Em comum, todos têm as t-shirts azuis com as letras E, U, A, C, R, E, D, I, T, O. O movimento nasceu em 2010 com a visita de Bento XVI a Portugal, por iniciativa dos jovens de Schoenstatt, que quiseram juntar todos os movimentos juvenis católicos numa só massa para receber o agora Papa emérito. Centros universitários e colégios jesuítas, jovens do movimento Comunhão e Libertação, do Opus Dei, das Equipas de Jovens de Nossa Senhora, dos escuteiros, das paróquias, unidos sob o mesmo propósito: acompanhar o Papa, seja Ratzinger ou Bergoglio – não é o indivíduo, é o sucessor de Pedro que aqui se espera. Mas o protocolo não tem nada de formal.
Os mais novos, longe dos pais, aproveitam para dar uma de crescidos. Sem sapatos, de perna para o ar, espalham o farnel pelo chão e exibem com orgulho as marcas do cansaço, as meias furadas, até o escaldão. Os mais velhos fingem não reparar, concentram-se noutras coisas.
- O lencinho branco é já?
- Sei lá, se quiseres abana já!
- Oh, mas se há uma tradição, não me vou pôr a inventar!
- A sério que trouxeste um lencinho?
O adeus do Papa
Verónica Machado veio de Coimbra com a amiga Olinda. Com 32 e 34 anos, são peregrinas mais comedidas, mais arrumadinhas. Uma é educadora de infância, outra é professora de Formação Cristã e Educação Moral. Juntaram-se ao Porto em Santa Catarina da Serra. No dia 13 à tarde, visivelmente cansadas, aproveitam para comer sandes sentadas de costas para o sol.

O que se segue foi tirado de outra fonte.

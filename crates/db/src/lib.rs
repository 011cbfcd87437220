//! Database layer: pool construction, migrations, row models, and
//! repositories.

pub mod models;
pub mod repositories;

use sqlx::postgres::PgPoolOptions;

pub type DbPool = sqlx::PgPool;

/// Create a connection pool from a database URL.
pub async fn create_pool(database_url: &str) -> Result<DbPool, sqlx::Error> {
    PgPoolOptions::new()
        .max_connections(20)
        .connect(database_url)
        .await
}

/// Verify the database is reachable with a trivial round-trip query.
pub async fn health_check(pool: &DbPool) -> Result<(), sqlx::Error> {
    sqlx::query("SELECT 1").execute(pool).await?;
    Ok(())
}

/// Apply pending migrations from `db/migrations`.
pub async fn run_migrations(pool: &DbPool) -> Result<(), sqlx::migrate::MigrateError> {
    sqlx::migrate!("../../db/migrations").run(pool).await
}
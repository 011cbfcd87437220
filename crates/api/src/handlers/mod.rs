pub mod canva;
pub mod companies;
pub mod sponsorships;
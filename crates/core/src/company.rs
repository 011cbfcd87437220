//! Company field normalization rules.
//!
//! The API contract treats blank strings the same as absent values:
//! optional text fields collapse to NULL, and a blank `status` falls back
//! to the default pipeline stage.

use crate::error::CoreError;

/// Default pipeline stage for a company when none is supplied.
pub const DEFAULT_STATUS: &str = "Potential";

/// Validate and trim a company name for creation.
///
/// Returns the trimmed name, or [`CoreError::Validation`] when the name is
/// empty or whitespace-only.
pub fn validate_name(name: &str) -> Result<String, CoreError> {
    let trimmed = name.trim();
    if trimmed.is_empty() {
        return Err(CoreError::Validation("Name is required".into()));
    }
    Ok(trimmed.to_string())
}

/// Collapse an optional text field to `None` when absent or blank.
pub fn none_if_blank(value: Option<String>) -> Option<String> {
    value.filter(|s| !s.trim().is_empty())
}

/// Resolve a supplied status, falling back to [`DEFAULT_STATUS`] when the
/// value is absent or blank.
pub fn resolve_status(status: Option<String>) -> String {
    none_if_blank(status).unwrap_or_else(|| DEFAULT_STATUS.to_string())
}
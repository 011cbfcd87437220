pub mod canva;
pub mod companies;
pub mod health;
pub mod sponsorships;

use axum::Router;

use crate::state::AppState;

/// Build the application route tree.
///
/// ```text
/// GET    /health                    service + db health
///
/// GET    /api/companies             list
/// POST   /api/companies             create
/// PUT    /api/companies/{id}        update (full replace)
/// DELETE /api/companies/{id}        delete (cascades sponsorships)
///
/// GET    /api/sponsorships          list
/// POST   /api/sponsorships          create
/// DELETE /api/sponsorships/{id}     delete
///
/// GET    /auth/canva                redirect to provider authorization
/// GET    /auth/canva/callback       token exchange + front-end redirect
/// GET    /api/canva/assets          authenticated asset passthrough
/// ```
pub fn app_routes() -> Router<AppState> {
    Router::new()
        .merge(health::router())
        .nest("/api/companies", companies::router())
        .nest("/api/sponsorships", sponsorships::router())
        .merge(canva::router())
}
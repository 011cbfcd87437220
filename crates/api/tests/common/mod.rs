//! Shared helpers for HTTP-level integration tests.

use std::sync::Arc;
use std::time::Duration;

use axum::body::Body;
use axum::http::header::{AUTHORIZATION, CONTENT_TYPE};
use axum::http::{HeaderName, Method, Request, StatusCode};
use axum::response::Response;
use axum::Router;
use http_body_util::BodyExt;
use sqlx::PgPool;
use tower::ServiceExt;
use tower_http::catch_panic::CatchPanicLayer;
use tower_http::cors::CorsLayer;
use tower_http::request_id::{MakeRequestUuid, PropagateRequestIdLayer, SetRequestIdLayer};
use tower_http::timeout::TimeoutLayer;
use tower_http::trace::{DefaultMakeSpan, DefaultOnResponse, TraceLayer};
use tracing::Level;

use derby_api::config::{CanvaConfig, ServerConfig};
use derby_api::routes;
use derby_api::state::AppState;

/// Build a test `ServerConfig` with safe defaults.
///
/// Canva credentials are unset, matching a deployment that has not
/// connected the integration.
pub fn test_config() -> ServerConfig {
    ServerConfig {
        host: "127.0.0.1".to_string(),
        port: 0,
        cors_origins: vec!["http://localhost:5173".to_string()],
        request_timeout_secs: 30,
        canva: CanvaConfig {
            client_id: None,
            client_secret: None,
            auth_url: "https://www.canva.com/api/oauth/authorize".to_string(),
            token_url: "https://api.canva.com/rest/v1/oauth/token".to_string(),
            assets_url: "https://api.canva.com/rest/v1/assets".to_string(),
            redirect_uri: "http://localhost:3000/auth/canva/callback".to_string(),
            scope: "asset:read".to_string(),
            frontend_url: "http://localhost:5173".to_string(),
        },
    }
}

/// Build the full application router with all middleware layers, using the
/// given database pool.
pub fn build_test_app(pool: PgPool) -> Router {
    build_test_app_with_config(pool, test_config())
}

/// Build the app with a custom config (used to point the Canva client at a
/// mock upstream).
///
/// This mirrors the router construction in `main.rs` so integration tests
/// exercise the same middleware stack (CORS, request ID, timeout, tracing,
/// panic recovery) that production uses.
pub fn build_test_app_with_config(pool: PgPool, config: ServerConfig) -> Router {
    let canva = Arc::new(derby_canva::CanvaApi::new(
        config.canva.token_url.clone(),
        config.canva.assets_url.clone(),
    ));

    let state = AppState {
        pool,
        config: Arc::new(config),
        canva,
    };

    let cors = CorsLayer::new()
        .allow_origin(["http://localhost:5173".parse().unwrap()])
        .allow_methods([Method::GET, Method::POST, Method::PUT, Method::DELETE])
        .allow_headers([CONTENT_TYPE, AUTHORIZATION])
        .allow_credentials(true)
        .max_age(Duration::from_secs(3600));

    let request_id_header = HeaderName::from_static("x-request-id");

    Router::new()
        .merge(routes::app_routes())
        .layer(CatchPanicLayer::new())
        .layer(TimeoutLayer::with_status_code(
            StatusCode::REQUEST_TIMEOUT,
            Duration::from_secs(30),
        ))
        .layer(PropagateRequestIdLayer::new(request_id_header.clone()))
        .layer(
            TraceLayer::new_for_http()
                .make_span_with(DefaultMakeSpan::new().level(Level::INFO))
                .on_response(DefaultOnResponse::new().level(Level::INFO)),
        )
        .layer(SetRequestIdLayer::new(request_id_header, MakeRequestUuid))
        .layer(cors)
        .with_state(state)
}

/// Send a GET request to the app.
pub async fn get(app: Router, uri: &str) -> Response {
    app.oneshot(
        Request::builder()
            .method(Method::GET)
            .uri(uri)
            .body(Body::empty())
            .unwrap(),
    )
    .await
    .unwrap()
}

/// Send a POST request with a JSON body.
pub async fn post_json(app: Router, uri: &str, body: serde_json::Value) -> Response {
    app.oneshot(
        Request::builder()
            .method(Method::POST)
            .uri(uri)
            .header(CONTENT_TYPE, "application/json")
            .body(Body::from(body.to_string()))
            .unwrap(),
    )
    .await
    .unwrap()
}

/// Send a PUT request with a JSON body.
pub async fn put_json(app: Router, uri: &str, body: serde_json::Value) -> Response {
    app.oneshot(
        Request::builder()
            .method(Method::PUT)
            .uri(uri)
            .header(CONTENT_TYPE, "application/json")
            .body(Body::from(body.to_string()))
            .unwrap(),
    )
    .await
    .unwrap()
}

/// Send a DELETE request to the app.
pub async fn delete(app: Router, uri: &str) -> Response {
    app.oneshot(
        Request::builder()
            .method(Method::DELETE)
            .uri(uri)
            .body(Body::empty())
            .unwrap(),
    )
    .await
    .unwrap()
}

/// Read a response body as JSON.
pub async fn body_json(response: Response) -> serde_json::Value {
    let bytes = response.into_body().collect().await.unwrap().to_bytes();
    serde_json::from_slice(&bytes).unwrap()
}
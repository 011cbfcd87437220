//! Repository for the `companies` table.

use derby_core::types::DbId;
use sqlx::PgPool;

use crate::models::company::Company;

/// Column list for companies queries.
const COLUMNS: &str = "id, name, contact, status, notes";

/// Provides CRUD operations for companies.
pub struct CompanyRepo;

impl CompanyRepo {
    /// List all companies, newest first.
    pub async fn list(pool: &PgPool) -> Result<Vec<Company>, sqlx::Error> {
        let query = format!("SELECT {COLUMNS} FROM companies ORDER BY id DESC");
        sqlx::query_as::<_, Company>(&query).fetch_all(pool).await
    }

    /// Insert a company, returning the created row.
    ///
    /// Inputs are expected to be normalized already (trimmed name, status
    /// defaulted, blank optionals collapsed to NULL).
    pub async fn create(
        pool: &PgPool,
        name: &str,
        contact: Option<&str>,
        status: &str,
        notes: Option<&str>,
    ) -> Result<Company, sqlx::Error> {
        let query = format!(
            "INSERT INTO companies (name, contact, status, notes)
             VALUES ($1, $2, $3, $4)
             RETURNING {COLUMNS}"
        );
        sqlx::query_as::<_, Company>(&query)
            .bind(name)
            .bind(contact)
            .bind(status)
            .bind(notes)
            .fetch_one(pool)
            .await
    }

    /// Overwrite every column of a company, returning the updated row.
    ///
    /// Full-replace semantics: there is no partial update.
    pub async fn update(
        pool: &PgPool,
        id: DbId,
        name: &str,
        contact: Option<&str>,
        status: &str,
        notes: Option<&str>,
    ) -> Result<Option<Company>, sqlx::Error> {
        let query = format!(
            "UPDATE companies
             SET name = $1, contact = $2, status = $3, notes = $4
             WHERE id = $5
             RETURNING {COLUMNS}"
        );
        sqlx::query_as::<_, Company>(&query)
            .bind(name)
            .bind(contact)
            .bind(status)
            .bind(notes)
            .bind(id)
            .fetch_optional(pool)
            .await
    }

    /// Delete a company by ID. Returns `true` if a row was removed.
    ///
    /// Dependent sponsorships are removed by the store's ON DELETE CASCADE.
    pub async fn delete(pool: &PgPool, id: DbId) -> Result<bool, sqlx::Error> {
        let result = sqlx::query("DELETE FROM companies WHERE id = $1")
            .bind(id)
            .execute(pool)
            .await?;
        Ok(result.rows_affected() > 0)
    }
}
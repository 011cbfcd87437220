//! Route definitions for the Canva OAuth bridge.
//!
//! The auth endpoints live outside `/api` because the provider redirects
//! a browser to them directly.

use axum::routing::get;
use axum::Router;

use crate::handlers::canva;
use crate::state::AppState;

/// Routes mounted at the root.
///
/// ```text
/// GET /auth/canva            -> connect (302 to provider)
/// GET /auth/canva/callback   -> callback (302 to front end)
/// GET /api/canva/assets      -> list_assets (passthrough)
/// ```
pub fn router() -> Router<AppState> {
    Router::new()
        .route("/auth/canva", get(canva::connect))
        .route("/auth/canva/callback", get(canva::callback))
        .route("/api/canva/assets", get(canva::list_assets))
}
//! Shared domain types and boundary normalization rules for the derby
//! sponsor hub.
//!
//! Everything here is pure and synchronous; the db and api crates build
//! on top of it.

pub mod company;
pub mod error;
pub mod sponsorship;
pub mod types;
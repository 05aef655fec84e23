//! Transaction deterministic simulation tests.
//!
//! Seed batches over interleaved two-client workloads, verifying the
//! watcher-relation invariants and transaction replies after every
//! operation.

use atomkv::engine::{
    run_transaction_batch, summarize_transaction_batch, TransactionDstConfig,
    TransactionDstHarness,
};

// =============================================================================
// Standard configuration - 100 seeds
// =============================================================================

#[test]
fn test_transaction_dst_100_seeds_standard() {
    let results = run_transaction_batch(0, 100, 200, TransactionDstConfig::new);
    let summary = summarize_transaction_batch(&results);
    println!("{}", summary);

    let passed = results.iter().filter(|r| r.is_success()).count();
    assert_eq!(passed, 100, "all 100 seeds should pass with standard config");
}

#[test]
fn test_transaction_dst_100_seeds_high_conflict() {
    let results = run_transaction_batch(1000, 100, 200, TransactionDstConfig::high_conflict);
    let summary = summarize_transaction_batch(&results);
    println!("{}", summary);

    let passed = results.iter().filter(|r| r.is_success()).count();
    assert_eq!(passed, 100, "all 100 high-conflict seeds should pass");

    let total_conflicts: u64 = results.iter().map(|r| r.watch_conflict).sum();
    assert!(
        total_conflicts > 50,
        "high-conflict config should exercise many conflicts, got {}",
        total_conflicts
    );
}

#[test]
fn test_transaction_dst_100_seeds_error_heavy() {
    let results = run_transaction_batch(2000, 100, 200, TransactionDstConfig::error_heavy);
    let summary = summarize_transaction_batch(&results);
    println!("{}", summary);

    let passed = results.iter().filter(|r| r.is_success()).count();
    assert_eq!(passed, 100, "all 100 error-heavy seeds should pass");

    let total_errors: u64 = results.iter().map(|r| r.error_scenarios).sum();
    assert!(
        total_errors > 100,
        "error-heavy config should exercise many error scenarios, got {}",
        total_errors
    );
}

// =============================================================================
// Stress
// =============================================================================

#[test]
fn test_transaction_dst_stress_1000_ops() {
    let mut harness = TransactionDstHarness::with_seed(42);
    harness.run(1000);
    let result = harness.result();
    println!("stress 1000 ops: {}", result.summary());
    assert!(result.is_success(), "1000 ops should maintain invariants");
}

#[test]
fn test_transaction_dst_stress_2000_ops_high_conflict() {
    let mut harness = TransactionDstHarness::new(TransactionDstConfig::high_conflict(99999));
    harness.run(2000);
    let result = harness.result();
    println!(
        "stress high conflict 2000 ops: {} (conflicts: {}, clean: {})",
        result.summary(),
        result.watch_conflict,
        result.watch_no_conflict
    );
    assert!(result.is_success(), "high-conflict stress should maintain invariants");
}

// =============================================================================
// Edge cases
// =============================================================================

#[test]
fn test_transaction_dst_tiny_keyspace() {
    let config = TransactionDstConfig {
        seed: 77777,
        num_keys: 2, // only two keys: constant collisions
        conflict_prob: 0.5,
        discard_prob: 0.1,
        error_prob: 0.1,
        flush_prob: 0.1,
    };

    let mut harness = TransactionDstHarness::new(config);
    harness.run(500);
    let result = harness.result();
    println!("tiny keyspace (2 keys): {}", result.summary());
    assert!(result.is_success(), "tiny keyspace should maintain invariants");
}

#[test]
fn test_transaction_dst_all_scenarios_exercised() {
    let mut harness = TransactionDstHarness::with_seed(7);
    harness.run(2000);
    let result = harness.result();
    println!("coverage run: {}", result.summary());
    assert!(result.is_success());
    assert!(result.watch_no_conflict > 0);
    assert!(result.watch_conflict > 0);
    assert!(result.simple_exec > 0);
    assert!(result.discards > 0);
    assert!(result.error_scenarios > 0);
    assert!(result.unwatch_scenarios > 0);
    assert!(result.flush_scenarios > 0);
}

#[test]
fn test_transaction_dst_is_deterministic() {
    let mut first = TransactionDstHarness::with_seed(31337);
    first.run(300);
    let mut second = TransactionDstHarness::with_seed(31337);
    second.run(300);

    assert_eq!(first.result().summary(), second.result().summary());
}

“O que trouxe aqui foi a causa maior do centenário, este grande momento importante no nosso país e neste lugar de Fátima. Foi esse o motivo principal”, diz Verónica. “Quando o senhor padre diz: ‘a partir de agora será São Francisco e Santa Jacinta’, foi muito marcante.”
Com os olhos azuis semifechados pela luminosidade do recinto, explica a relação que tem com os pastorinhos. “É pelo facto de serem crianças muito simples e de um meio muito pobre, mas, ao mesmo tempo, na sua simplicidade, transmitirem esta fé, esta fé que nos leva a buscá-la em Deus.”
Do Papa Francisco guarda a proximidade e o tom das palavras. “Falou connosco com uma leveza… e marcou-me também o silêncio que se gerou quando se juntou ali diante de Nossa Senhora.”
E a viagem com os jovens, a confusão, a barafunda? “Foi uma aventura”, admite Olinda, a rir-se. “A aventura das comidas, de procurar as mochilas, ora íamos para aqui, ora para ali; mas foi viver uma união, gritar 'Papa Francisco, juntos em Cristo’.”
A aventura está a chegar ao fim. Dos altifalantes ouve-se dizer que Francisco se vai despedir da multidão passando pelo meio do Santuário. A última espera faz-se junto ao gradeamento, no chão, empoleirados nos bancos e cadeiras, à procura do melhor ponto de vista.
- ‘Tá a sair agora, ´tá a sair agora! 'Tou a ver melhor ali…
- Vai dar a volta, vai fazer agora a curva
- Viva o Papa! Viva o Papa!
E em poucos segundos, acabou.
“Assim de repente – ainda não digeri muita coisa – as duas coisas que mais me emocionaram foram o momento da canonização e o da visita do Santíssimo aos enfermos, aos doentes”, diz Vasco, a olhar ainda para o fundo do recinto, a Cruz Alta, por onde o Papa acaba de desaparecer.
Maria acrescenta: “A visita aos doentes com o Santíssimo exposto é mesmo bonita”. “Apesar de estarem ali, e de os vermos, é preciso tirar um momento para se estar lá, junto aos doentes”, diz. E foi isso que o Papa mostrou.
Nestas horas, um cântico entoou-se vezes sem conta, como hino: “Nós é que somos a juventude do Papa”. Olinda explica-o: “Quer dizer que acarinhamos o Papa. É essa a ideia.”